Em Londres, em uma pequena vila, com o desejo oscilando entre ser músico ou ator, Pattinson é dolorosamente modesto quanto a sua atuação e aos olhares, e eternamente confuso sobre a devoção de seus fãs. Além do fato de ele ser muito bonito - lábios vermelhos e uma cara que poderia ter sido sonhado pelos poetas românticos - ele diz que parece um "personagem de desenho." "Acho que não sou o tipo de cara que sai em filmes," ele diz. "Não sou uma pessoa de multidões."

O primeiro grande filme de Pattinson foi Harry Potter, o que acabou trazendo-o Crepúsculo. Mas se ele tivesse escolhido, ficaria como desajeitado.
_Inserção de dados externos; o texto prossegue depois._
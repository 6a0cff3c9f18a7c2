use std::fs::File;
use std::io::BufReader;
use std::path::Path;

use serde::{Deserialize, Serialize};

use crate::cue::shape::ShapeId;
use crate::cue::weights::WeightVector;
use crate::foundation::error::{LipsyncError, LipsyncResult};

/// One timed mouth-shape event emitted by audio analysis.
#[derive(Clone, Debug, PartialEq, Serialize, Deserialize)]
pub struct Cue {
    /// Start time in seconds (`>= 0`).
    #[serde(alias = "startTime")]
    pub start: f64,
    /// Shape shown from `start` onward.
    #[serde(alias = "value", alias = "shapeId")]
    pub shape: ShapeId,
    /// Duration in seconds (`>= 0`).
    #[serde(alias = "spanDuration", alias = "duration")]
    pub span: f64,
}

impl Cue {
    /// Build a cue from a start time, a shape reference and a span.
    pub fn new(start: f64, shape: impl Into<ShapeId>, span: f64) -> Self {
        Self {
            start,
            shape: shape.into(),
            span,
        }
    }

    /// `start + span`.
    pub fn end(&self) -> f64 {
        self.start + self.span
    }

    /// Resolved weight vector (unknown shapes give silence).
    pub fn weights(&self) -> WeightVector {
        self.shape.weights()
    }
}

/// Cue list plus total analysed duration, as produced by the analysis step.
#[derive(Clone, Debug, PartialEq, Serialize, Deserialize)]
pub struct CueSet {
    /// Cues in non-decreasing `start` order.
    pub cues: Vec<Cue>,
    /// Total analysed duration in seconds.
    #[serde(alias = "totalDuration")]
    pub duration: f64,
}

#[derive(Deserialize)]
#[serde(rename_all = "camelCase")]
struct RhubarbDoc {
    #[serde(default)]
    metadata: Option<RhubarbMetadata>,
    mouth_cues: Vec<RhubarbCue>,
}

#[derive(Deserialize)]
struct RhubarbMetadata {
    #[serde(default)]
    duration: Option<f64>,
}

#[derive(Deserialize)]
struct RhubarbCue {
    start: f64,
    end: f64,
    value: String,
}

impl CueSet {
    /// Bundle cues with their total duration.
    pub fn new(cues: Vec<Cue>, duration: f64) -> Self {
        Self { cues, duration }
    }

    /// Number of cues.
    pub fn len(&self) -> usize {
        self.cues.len()
    }

    /// Return `true` when there are no cues.
    pub fn is_empty(&self) -> bool {
        self.cues.is_empty()
    }

    /// End time of the last cue, or `0.0` for an empty set.
    pub fn last_end(&self) -> f64 {
        self.cues.last().map(Cue::end).unwrap_or(0.0)
    }

    /// Check the invariants the timeline builder relies on.
    ///
    /// Zero cues is [`LipsyncError::EmptyAnalysisResult`]; malformed cues are reported with their
    /// index.
    pub fn validate(&self) -> LipsyncResult<()> {
        if self.cues.is_empty() {
            return Err(LipsyncError::EmptyAnalysisResult);
        }
        if !self.duration.is_finite() || self.duration < 0.0 {
            return Err(LipsyncError::validation(format!(
                "cue set duration must be finite and >= 0, got {}",
                self.duration
            )));
        }
        for (i, cue) in self.cues.iter().enumerate() {
            if !cue.start.is_finite() || cue.start < 0.0 {
                return Err(LipsyncError::validation(format!(
                    "cue #{i}: start must be finite and >= 0, got {}",
                    cue.start
                )));
            }
            if !cue.span.is_finite() || cue.span < 0.0 {
                return Err(LipsyncError::validation(format!(
                    "cue #{i}: span must be finite and >= 0, got {}",
                    cue.span
                )));
            }
        }
        if let Some(i) = self.cues.windows(2).position(|w| w[0].start > w[1].start) {
            return Err(LipsyncError::validation(format!(
                "cue #{}: cues must be sorted by start time",
                i + 1
            )));
        }
        Ok(())
    }

    /// Parse Rhubarb Lip Sync JSON output (`{"metadata": {...}, "mouthCues": [...]}`).
    ///
    /// When the document carries no `metadata.duration`, the end of the last cue is used.
    pub fn from_rhubarb_reader<R: std::io::Read>(r: R) -> LipsyncResult<Self> {
        let doc: RhubarbDoc = serde_json::from_reader(r)
            .map_err(|e| LipsyncError::serde(format!("parse rhubarb JSON: {e}")))?;

        let mut cues = Vec::with_capacity(doc.mouth_cues.len());
        for (i, raw) in doc.mouth_cues.into_iter().enumerate() {
            if raw.end < raw.start {
                return Err(LipsyncError::validation(format!(
                    "cue #{i}: end {} precedes start {}",
                    raw.end, raw.start
                )));
            }
            let shape = ShapeId::from(raw.value);
            if let ShapeId::Unknown(label) = &shape {
                tracing::warn!(cue = i, label = %label, "unknown mouth shape, using silence");
            }
            cues.push(Cue {
                start: raw.start,
                shape,
                span: raw.end - raw.start,
            });
        }

        let last_end = cues.last().map(Cue::end).unwrap_or(0.0);
        let duration = doc
            .metadata
            .and_then(|m| m.duration)
            .unwrap_or(last_end);
        tracing::debug!(cues = cues.len(), duration, "parsed rhubarb cues");
        Ok(Self { cues, duration })
    }

    /// Parse Rhubarb Lip Sync JSON from a file on disk.
    pub fn from_rhubarb_path(path: impl AsRef<Path>) -> LipsyncResult<Self> {
        let path = path.as_ref();
        let f = File::open(path).map_err(|e| {
            LipsyncError::validation(format!("open cue JSON '{}': {e}", path.display()))
        })?;
        Self::from_rhubarb_reader(BufReader::new(f))
    }
}

#[cfg(test)]
#[path = "../../tests/unit/cue/set.rs"]
mod tests;
pub(crate) mod render_plan;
O diretor do filme How to Be, Oliver Irving, diz "ele ia colocar água nos olhos até dar certo... fazer tudo para que ele se sentisse mal", perguntei o que diabos estava acontecendo com esse cara. Quando você interpreta um cara estranho, explica ele, "Você pode ter sempre uma desculpa, ele é anormal!"

Mas o comportamento de Pattinson durante as filmagens de Crepúsculo estavam longe de ser anti-sociais. Nos fins de tarde, lembra a diretora Catherine Hardwicke, Pattinson estava sempre "bêbado", divertindo Stewart e os outros membros do elenco em seu quarto com a guitarra. O "nervoso" estava fora do campo da cerveja.

"Rob e Kristen tinham uma multidão de sentimentos um pelo outro. Complexos sentimentos um pelo outro ", diz Hardwicke. "Era o que precisávamos. Fascínio, intensidade."

Pattinson diz sobre Stewart: "Ela influênciou como fazer Crepúsculo. É legal ter alguém sem interesse sobre todo o 'espetáculo'". Depois Pattinson diz que os rumores sobre o romance são falsos: "Não faz diferença o que você fala (aos tabloides). Eu estava literalmente do outro lado do país, e foi como, 'oh, eles tem um encontro secreto' É como 'onde? eu não posso sair do meu quarto de hotel!'" Stewart é um pouco mais drástica: "Isso é retardado," ela diz. "Somos personagens de uma história."